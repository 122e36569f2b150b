use chrono::{Days, NaiveDate};
use serde::Serialize;

pub const BOOKING_WINDOW_DAYS: u64 = 14;
pub const FIRST_SLOT_HOUR: u32 = 8;
pub const LAST_SLOT_END_HOUR: u32 = 18;
pub const SLOT_MINUTES: u32 = 30;

#[derive(Debug, Clone, PartialEq, Eq, Serialize)]
pub struct DateChoice {
    /// ISO calendar date, the value stored in the form.
    pub value: String,
    pub label: String,
}

/// The next fourteen calendar days, starting the day after `today`.
pub fn available_dates(today: NaiveDate) -> Vec<NaiveDate> {
    (1..=BOOKING_WINDOW_DAYS)
        .filter_map(|offset| today.checked_add_days(Days::new(offset)))
        .collect()
}

pub fn date_choices(today: NaiveDate) -> Vec<DateChoice> {
    available_dates(today)
        .into_iter()
        .map(|date| DateChoice {
            value: date.format("%Y-%m-%d").to_string(),
            label: date_label(date),
        })
        .collect()
}

/// Short display form such as "Tue 2 Jan".
pub fn date_label(date: NaiveDate) -> String {
    date.format("%a %-d %b").to_string()
}

/// Half-hour slot starts from 8:00 up to, not including, 18:00. Hours are not
/// zero-padded.
pub fn time_slots() -> Vec<String> {
    let mut slots = Vec::new();
    for hour in FIRST_SLOT_HOUR..LAST_SLOT_END_HOUR {
        for minute in (0..60).step_by(SLOT_MINUTES as usize) {
            slots.push(format!("{hour}:{minute:02}"));
        }
    }
    slots
}

#[cfg(test)]
mod tests {
    use super::*;

    fn date(s: &str) -> NaiveDate {
        NaiveDate::parse_from_str(s, "%Y-%m-%d").unwrap()
    }

    #[test]
    fn test_fourteen_days_after_today() {
        let dates = date_choices(date("2024-01-01"));
        assert_eq!(dates.len(), 14);
        assert_eq!(dates[0].value, "2024-01-02");
        assert_eq!(dates[13].value, "2024-01-15");
        for d in &dates {
            assert!(NaiveDate::parse_from_str(&d.value, "%Y-%m-%d").is_ok());
        }
    }

    #[test]
    fn test_dates_cross_month_and_leap_day() {
        let dates = available_dates(date("2024-02-20"));
        assert_eq!(dates[8], date("2024-02-29"));
        assert_eq!(dates[9], date("2024-03-01"));
        assert_eq!(*dates.last().unwrap(), date("2024-03-05"));
    }

    #[test]
    fn test_date_label_does_not_change_value() {
        let choices = date_choices(date("2024-01-01"));
        assert_eq!(choices[0].label, "Tue 2 Jan");
        assert_eq!(choices[0].value, "2024-01-02");
    }

    #[test]
    fn test_twenty_half_hour_slots() {
        let slots = time_slots();
        assert_eq!(slots.len(), 20);
        assert_eq!(slots.first().unwrap(), "8:00");
        assert_eq!(slots[1], "8:30");
        assert_eq!(slots.last().unwrap(), "17:30");

        let minutes: Vec<u32> = slots
            .iter()
            .map(|s| {
                let (h, m) = s.split_once(':').unwrap();
                h.parse::<u32>().unwrap() * 60 + m.parse::<u32>().unwrap()
            })
            .collect();
        for pair in minutes.windows(2) {
            assert_eq!(pair[1] - pair[0], 30);
        }
    }
}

============================================================

Looking at the records above, work out how many lines hold "calendar" and write only that number.

— OUTPUT —
2